Collected data:
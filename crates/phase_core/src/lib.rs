pub mod error;
pub mod expression;
pub mod frames;
pub mod grid;
pub mod nullcline;
pub mod numeric;
pub mod solvers;
pub mod system;
pub mod trajectory;
/// The `phase_core` crate provides the numerical engine behind the phase portrait viewer.
/// Every entry point takes its parameters explicitly and returns fresh values; nothing is
/// cached between calls.
///
/// Key components:
/// - **Traits**: `Scalar` (numeric type abstraction), `DynamicalSystem` (flows),
///   `Steppable` (Solvers).
/// - **Expression**: A closed-grammar parser and AST interpreter for user formulas, generic over
///   scalar (strict) and grid (IEEE, broadcasting) arithmetic.
/// - **Grid**: Vector field sampling and speed/direction diagnostics.
/// - **Solvers**: RK4, Tsit5 and adaptive Tsit5 behind `solve_at_times`.
/// - **Trajectory**: Planar and Lorenz trajectories, forward and backward in time.
/// - **Frames**: Restartable animation frame streams over a trajectory.
pub mod traits;

pub use error::{CompileError, Error, EvalError, IntegrationError, ParameterError};
pub use grid::{sample, Grid, VectorField};
pub use system::{Lorenz, SystemDefinition};
pub use trajectory::{integrate, integrate_lorenz, InitialCondition, TimeSpan, Trajectory};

» **Activity**
Go through the records from the first line and copy each one exactly, ending after the line that contains "values; nothing is". Give nothing else.

» **Answer space**
filename crates/phase_core/src/lib.rs
pub mod error;
pub mod expression;
pub mod frames;
pub mod grid;
pub mod nullcline;
pub mod numeric;
pub mod solvers;
pub mod system;
pub mod trajectory;
/// The `phase_core` crate provides the numerical engine behind the phase portrait viewer.
/// Every entry point takes its parameters explicitly and returns fresh values; nothing is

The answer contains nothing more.